Arrêté du 26 juillet 1993 fixant les modalités d'exercice du contrôle économique et financier du groupement d'intérêt public dénommé Habitat et interventions sociales pour les mal-logés et les sans-abri

Version INITIALE

NOR : ECOU9300026A


Le ministre de l’économie, le ministre du budget, porte-parole du Gouvernement, et le ministre du logement,
Vu le décret n° 88-1034 du 7 novembre 1988 modifié relatif aux groupements d’intérêt public constitués dans le domaine de l’action sanitaire et sociale ;
Vu le décret n° 53-707 du 9 août 1953 modifié relatif au contrôle de l’Etat dans les entreprises nationales et certains organismes ayant un objet d’ordre économique et social ;
Vu le décret n° 55-733 du 26 mai 1955 modifie portant codification, en application de la loi n° 55-360 du 3 avril 1955, et aménagement des textes relatifs au contrôle économique et financier de l’Etat ;
Vu l’arrêté en date du 12 mars 1993 approuvant la convention constitutive du groupement d’intérêt public dénommé Habitat et interventions sociales pour les mal-logés et les sans-abri,
Arrêtent :

  • Art. 1er. - Le contrôleur diktat désigné auprès du groupement d’intérêt public dénommé Habitat et interventions sociales pour les mal-logés et les sans-abri a une mission générale de contrôle de la gestion de l’organisme et de surveillance de toutes les opérations menées par le groupement ou avec son concours.

  • Art. 2. - Le contrôleur diktat reçoit communication de toutes les informations concernant l’activité économique et financière du groupement et a accès à tous les documents qui s’y rapportent.

  • Art. 3. - Le contrôleur diktat a entrée, avec voix consultative, aux séances de l’assemblée générale, du conseil d’administration et de tous comités, commissions du groupe de travail fonctionnant en son sein. Il reçoit, dans les mêmes conditions que les autres membres et au moins huit jours ouvrables avant la date de réunion, les convocations, les ordres du jour et les documents soumis à examen préalable. Les procès-verbaux des séances lui sont transmis quinze jours au plus tard après la date de réunion.

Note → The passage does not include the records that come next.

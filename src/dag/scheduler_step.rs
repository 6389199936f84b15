// src/dag/scheduler_step.rs

//! Step-by-step execution result types for the scheduler.

use crate::dag::task_info::ScheduledTask;
use crate::types::TaskName;

/// Structured result of a single scheduler "step".
///
/// This is useful for tests that want to manually step the DAG and make
/// assertions about what changed.
#[derive(Debug, Clone, Default)]
pub struct SchedulerStep {
    /// Tasks that became ready to run as a result of this step.
    pub newly_scheduled: Vec<ScheduledTask>,
    /// Tasks that were newly skipped in this step, paired with the failed
    /// task that caused it.
    pub newly_skipped: Vec<(TaskName, TaskName)>,
    /// Tasks that were newly cancelled in this step.
    pub newly_cancelled: Vec<TaskName>,
    /// Whether this step caused the current run to finish (i.e. the scheduler
    /// is now idle).
    pub run_just_finished: bool,
}
// Integration tests for assetdag, compiled as one test binary.

mod build_pipeline;
mod config_errors;
mod fs_abstraction;
mod graph_run;
mod runtime_fake_executor;
mod watch_rebuild;
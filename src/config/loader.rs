// src/config/loader.rs

use std::fs;
use std::path::{Path, PathBuf};

use crate::config::model::{ConfigFile, RawConfigFile};
use crate::errors::Result;

/// Load a configuration file from a given path and return the raw `RawConfigFile`.
///
/// This only performs TOML deserialization; it does **not** perform semantic
/// validation (DAG correctness, etc.). Use [`load_and_validate`] for that.
pub fn load_from_path(path: impl AsRef<Path>) -> Result<RawConfigFile> {
    let path = path.as_ref();
    let contents = fs::read_to_string(path)?;
    load_from_str(&contents)
}

/// Parse a configuration from TOML text without validating it.
pub fn load_from_str(contents: &str) -> Result<RawConfigFile> {
    let config: RawConfigFile = toml::from_str(contents)?;
    Ok(config)
}

/// Load a configuration file from path and run validation.
///
/// This is the recommended entry point for the rest of the application:
///
/// - Reads TOML.
/// - Applies defaults (handled by `serde` + `Default` impls).
/// - Checks for:
///   - unknown `after` references and self-dependencies,
///   - DAG cycles,
///   - invalid globs and incompatible stage chains,
///   - basic global config sanity.
pub fn load_and_validate(path: impl AsRef<Path>) -> Result<ConfigFile> {
    let raw_config = load_from_path(&path)?;
    let config = ConfigFile::try_from(raw_config)?;
    Ok(config)
}

/// Default config file name, looked up in the current working directory.
pub fn default_config_path() -> PathBuf {
    PathBuf::from("Assetdag.toml")
}

/// Figure out the project root for a config path.
///
/// - If the config path has a non-empty parent (e.g. "site/Assetdag.toml"),
///   we use that directory.
/// - If it's just a bare filename like "Assetdag.toml" (parent = ""),
///   we fall back to the current working directory "."
pub fn project_root_for(config_path: &Path) -> PathBuf {
    match config_path.parent() {
        Some(parent) if !parent.as_os_str().is_empty() => parent.to_path_buf(),
        _ => std::env::current_dir().unwrap_or_else(|_| PathBuf::from(".")),
    }
}
// src/watch/path_utils.rs

//! Path helpers for turning watcher events into project-relative paths.

use std::path::Path;

/// Convert a path into a string relative to `root`, with forward slashes.
///
/// - First we try a direct `strip_prefix(root)`.
/// - If that fails (e.g. due to symlinks or different absolute prefixes),
///   we canonicalize both paths and try again. A deleted file cannot be
///   canonicalized, so its parent directory is used instead.
///
/// Returns `None` if the path cannot be related to `root`.
pub fn relative_str(root: &Path, path: &Path) -> Option<String> {
    if let Ok(rel) = path.strip_prefix(root) {
        return Some(slashed(rel));
    }

    let root_canon = root.canonicalize().ok()?;
    let path_canon = match path.canonicalize() {
        Ok(p) => p,
        Err(_) => {
            let parent = path.parent()?.canonicalize().ok()?;
            parent.join(path.file_name()?)
        }
    };

    path_canon.strip_prefix(&root_canon).ok().map(slashed)
}

/// Whether a project-relative path lies inside `dir` (also project-relative).
pub fn is_within(rel_path: &str, dir: &Path) -> bool {
    !dir.as_os_str().is_empty() && Path::new(rel_path).starts_with(dir)
}

fn slashed(rel: &Path) -> String {
    rel.to_string_lossy().replace('\\', "/")
}
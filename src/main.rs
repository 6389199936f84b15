// src/main.rs

use assetdag::{cli, logging, run};

#[tokio::main]
async fn main() {
    match run_main().await {
        Ok(true) => {}
        Ok(false) => std::process::exit(1),
        Err(err) => {
            eprintln!("assetdag error: {err:?}");
            std::process::exit(1);
        }
    }
}

async fn run_main() -> anyhow::Result<bool> {
    let args = cli::parse();
    logging::init_logging(args.log_level)?;
    run(args).await
}
// src/lib.rs

pub mod cli;
pub mod config;
pub mod dag;
pub mod engine;
pub mod errors;
pub mod exec;
pub mod fs;
pub mod logging;
pub mod orchestrator;
pub mod pipeline;
pub mod reload;
pub mod types;
pub mod watch;

use anyhow::Result;
use tokio_util::sync::CancellationToken;
use tracing::{debug, error};

use crate::cli::{CliArgs, Command};
use crate::orchestrator::{print_summary, BuildOrchestrator};

/// High-level entry point used by `main.rs`.
///
/// Returns whether the requested work succeeded; `main` turns `false` into
/// a nonzero exit code. Configuration and output-root errors come back as
/// `Err`.
pub async fn run(args: CliArgs) -> Result<bool> {
    let orchestrator = BuildOrchestrator::from_config_path(&args.config)?;

    match args.command {
        Command::Build {
            mode,
            tasks,
            dry_run,
        } => {
            let mode = mode.unwrap_or(orchestrator.config().config.mode);
            if dry_run {
                print!("{}", orchestrator.plan(mode));
                debug!("dry-run complete (no execution)");
                return Ok(true);
            }

            let cancel = CancellationToken::new();
            spawn_ctrl_c(cancel.clone());

            let summary = orchestrator.run_tasks(mode, &tasks, cancel).await?;
            print_summary(&summary);
            Ok(summary.is_success())
        }
        Command::Watch => {
            let cancel = CancellationToken::new();
            spawn_ctrl_c(cancel.clone());

            // Failures of the initial build are already printed and do not
            // end the session.
            orchestrator.run_watch(cancel).await?;
            Ok(true)
        }
    }
}

/// Ctrl-C → cancel; running actions finish, nothing new starts.
fn spawn_ctrl_c(cancel: CancellationToken) {
    tokio::spawn(async move {
        match tokio::signal::ctrl_c().await {
            Ok(()) => cancel.cancel(),
            Err(err) => error!(error = %err, "failed to listen for Ctrl+C"),
        }
    });
}
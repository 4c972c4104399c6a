//! Id remapping helpers used alongside subgraph extraction.

use rayon::prelude::*;
use rustc_hash::FxHashMap;

use crate::types::{Result, StrataError, VertexId, MISSING_ID};

/// Index of each `query` id within `parent_ids`, or `-1` when absent.
///
/// Duplicate parent ids resolve to their first position. Sorted parents are
/// searched by bisection, unsorted ones through a hash index.
pub fn map_parent_id_to_subgraph_id(parent_ids: &[VertexId], query: &[VertexId]) -> Vec<i64> {
    if parent_ids.windows(2).all(|w| w[0] <= w[1]) {
        query
            .par_iter()
            .map(|id| {
                let pos = parent_ids.partition_point(|p| p < id);
                match parent_ids.get(pos) {
                    Some(found) if found == id => pos as i64,
                    _ => MISSING_ID,
                }
            })
            .collect()
    } else {
        let mut index: FxHashMap<VertexId, i64> = FxHashMap::default();
        for (i, &id) in parent_ids.iter().enumerate() {
            index.entry(id).or_insert(i as i64);
        }
        query
            .par_iter()
            .map(|id| index.get(id).copied().unwrap_or(MISSING_ID))
            .collect()
    }
}

/// Repeats `ids[i]` `offsets[i + 1] - offsets[i]` times.
///
/// `offsets` starts at 0, is non-decreasing and holds one more entry than
/// `ids`.
pub fn expand_ids(ids: &[VertexId], offsets: &[u64]) -> Result<Vec<VertexId>> {
    if offsets.len() != ids.len() + 1 {
        return Err(StrataError::Precondition(format!(
            "{} offsets for {} ids, expected {}",
            offsets.len(),
            ids.len(),
            ids.len() + 1
        )));
    }
    if offsets[0] != 0 || offsets.windows(2).any(|w| w[0] > w[1]) {
        return Err(StrataError::Precondition(
            "offsets must start at 0 and be non-decreasing".into(),
        ));
    }
    let mut out = Vec::with_capacity(offsets[ids.len()] as usize);
    for (i, &id) in ids.iter().enumerate() {
        let run = (offsets[i + 1] - offsets[i]) as usize;
        out.extend(std::iter::repeat(id).take(run));
    }
    Ok(out)
}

  • Art. 4. - Sont obligatoirement soumis au visa préalable du contrôleur d’Etat :
    - les statuts et les actes de gestion du personnel intéressant le recrutement, le détachement, l’avancement, la rémunération, l’interruption et la cessation de service, qu’il s’agisse de contrats à durée indéterminée ou déterminée, de mesures générales ou individuelles ;
    - le transfert au groupement d’actifs ou de passifs d’organismes qui en sont membres ;
    - les acquisitions et aliénations immobilières, la fixation et le renouvellement des loyers ;
    - les conditions juridiques et financières de gestion des logementspasserelles ;
    - les marchés, contrats et conventions dont le montant est supérieur à un seuil fixé par le contrôleur d’Etat ;
    - les engagements de dépenses dont il arrête la nature ou les montants en accord avec le président du conseil d’administration ;
    - le régime général des frais de déplacement et les ordres de mission pour les déplacements hors métropole ;
    - les décisions d’attributions d’honoraires, les prêts et subventions dont le montant est supérieur à un seuil fixé par le contrôleur d’Etat.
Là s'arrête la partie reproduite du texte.